Re: [PR] [SPARK-50856][SS][PYTHON][CONNECT] Spark Connect Support for TransformWithStateInPandas In Python [spark]

via GitHub Wed, 12 Feb 2025 16:35:10 -0800


bogao007 commented on code in PR #49560:
URL: https://github.com/apache/spark/pull/49560#discussion_r1953587200



##########
python/pyspark/sql/tests/pandas/test_pandas_transform_with_state.py:
##########
@@ -640,12 +612,7 @@ def _test_transform_with_state_init_state_in_pandas(
         df = self._build_test_df(input_path)
         self.assertTrue(df.isStreaming)
 
-        output_schema = StructType(
-            [
-                StructField("id", StringType(), True),
-                StructField("value", StringType(), True),
-            ]
-        )
+        output_schema = "id string, value string"

Review Comment:
   Thanks Jing!
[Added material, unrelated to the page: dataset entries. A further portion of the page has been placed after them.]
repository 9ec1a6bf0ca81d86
use std::path::Path;

use infer::{Infer, MatcherType};

/// Declared content types accepted by the intake.
pub fn is_image_mime(mime: &str) -> bool {
    mime.to_ascii_lowercase().starts_with("image/")
}

/// Sniffs the leading bytes of an upload. Returns `false` only when the bytes
/// positively identify a non-image type; unknown signatures are left to the decoder.
pub fn sniff_is_image(head: &[u8]) -> bool {
    match Infer::new().get(head) {
        Some(kind) => kind.matcher_type() == MatcherType::Image,
        None => true,
    }
}

/// Lower-cased extension of the client-supplied name, falling back to the
/// MIME subtype (`image/jpeg` -> `.jpeg`).
pub fn extension_for(original_name: &str, mime: &str) -> String {
    let from_name = Path::new(original_name)
        .extension()
        .and_then(|e| e.to_str())
        .map(|e| e.to_ascii_lowercase())
        .filter(|e| !e.is_empty() && e.chars().all(|c| c.is_ascii_alphanumeric()));

    let ext = from_name.or_else(|| {
        mime.split('/')
            .nth(1)
            .map(|sub| sub.split(['+', ';']).next().unwrap_or(sub).trim().to_ascii_lowercase())
            .filter(|sub| !sub.is_empty() && sub.chars().all(|c| c.is_ascii_alphanumeric()))
    });

    ext.map(|e| format!(".{}", e)).unwrap_or_default()
}

/// Content type to serve a stored file with, judged by its extension.
pub fn mime_for_path(path: &Path) -> &'static str {
    match path
        .extension()
        .and_then(|e| e.to_str())
        .map(|e| e.to_ascii_lowercase())
        .as_deref()
    {
        Some("jpg") | Some("jpeg") => "image/jpeg",
        Some("png") => "image/png",
        Some("gif") => "image/gif",
        Some("webp") => "image/webp",
        Some("svg") => "image/svg+xml",
        Some("bmp") => "image/bmp",
        Some("avif") => "image/avif",
        _ => "application/octet-stream",
    }
}

#[cfg(test)]
mod tests {
    use super::*;

    #[test]
    fn extension_prefers_original_name() {
        assert_eq!(extension_for("Photo.JPG", "image/jpeg"), ".jpg");
        assert_eq!(extension_for("scan", "image/png"), ".png");
        assert_eq!(extension_for("logo", "image/svg+xml"), ".svg");
        assert_eq!(extension_for("weird.j/g", "image/gif"), ".gif");
    }

    #[test]
    fn sniffing_flags_disguised_files() {
        let pdf = b"%PDF-1.7\n%\xe2\xe3\xcf\xd3";
        let png = b"\x89PNG\r\n\x1a\n\0\0\0\rIHDR";
        assert!(!sniff_is_image(pdf));
        assert!(sniff_is_image(png));
        assert!(sniff_is_image(b"plain bytes"));
    }

    #[test]
    fn declared_mime_check_is_case_insensitive() {
        assert!(is_image_mime("IMAGE/PNG"));
        assert!(!is_image_mime("application/pdf"));
    }
}
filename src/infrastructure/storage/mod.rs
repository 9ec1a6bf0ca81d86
pub mod local;
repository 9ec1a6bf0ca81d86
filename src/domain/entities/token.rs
use serde::{Deserialize, Serialize};

#[derive(Debug, Clone, Copy, PartialEq, Eq, Serialize, Deserialize)]
#[serde(rename_all = "lowercase")]
pub enum Role {
    Admin,
    Editor,
    Author,
    Reader,
}

impl Role {
    /// Roles allowed to upload, annotate and delete images.
    pub fn can_manage_media(&self) -> bool {
        matches!(self, Role::Admin | Role::Editor)
    }
}

#[derive(Debug, Serialize, Deserialize, Clone)]
pub struct Claims {
    pub sub: String,
    pub email: String,
    pub role: Role,
    pub exp: usize,
    pub iat: usize,
}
We didn't change anything around the output schema for TWS, but 
still worth adding the coverage!



##########
sql/connect/server/src/main/scala/org/apache/spark/sql/connect/planner/SparkConnectPlanner.scala:
##########
@@ -1034,6 +1038,49 @@ class SparkConnectPlanner(
       .logicalPlan
   }
 
+  private def transformTransformWithStateInPandas(
+      pythonUdf: PythonUDF,
+      groupedDs: RelationalGroupedDataset,
+      rel: proto.GroupMap): LogicalPlan = {
+    val twsInfo = rel.getTransformWithStateInfo
+    val outputSchema = parseSchema(twsInfo.getOutputSchema)
+
+    if (rel.hasInitialInput) {
+      val initialGroupingCols = 
rel.getInitialGroupingExpressionsList.asScala.toSeq.map(expr =>
+        Column(transformExpression(expr)))
+
+      val initialStateDs = Dataset
+        .ofRows(session, transformRelation(rel.getInitialInput))
+        .groupBy(initialGroupingCols: _*)
+
+      // Explicitly creating UDF on resolved column to avoid ambiguity of 
analysis on initial state
+      // columns and the input columns
+      val resolvedPythonUDF = createUserDefinedPythonFunction(rel.getFunc)
+        .builder(groupedDs.df.logicalPlan.output)
+        .asInstanceOf[PythonUDF]
+
+      groupedDs

Review Comment:
   Nit: Since besides `initialStateDs`, it's the same for both cases. Can we 
just use the if-else clause to set the value of `initialStateDs` and move this 
part out of the clause?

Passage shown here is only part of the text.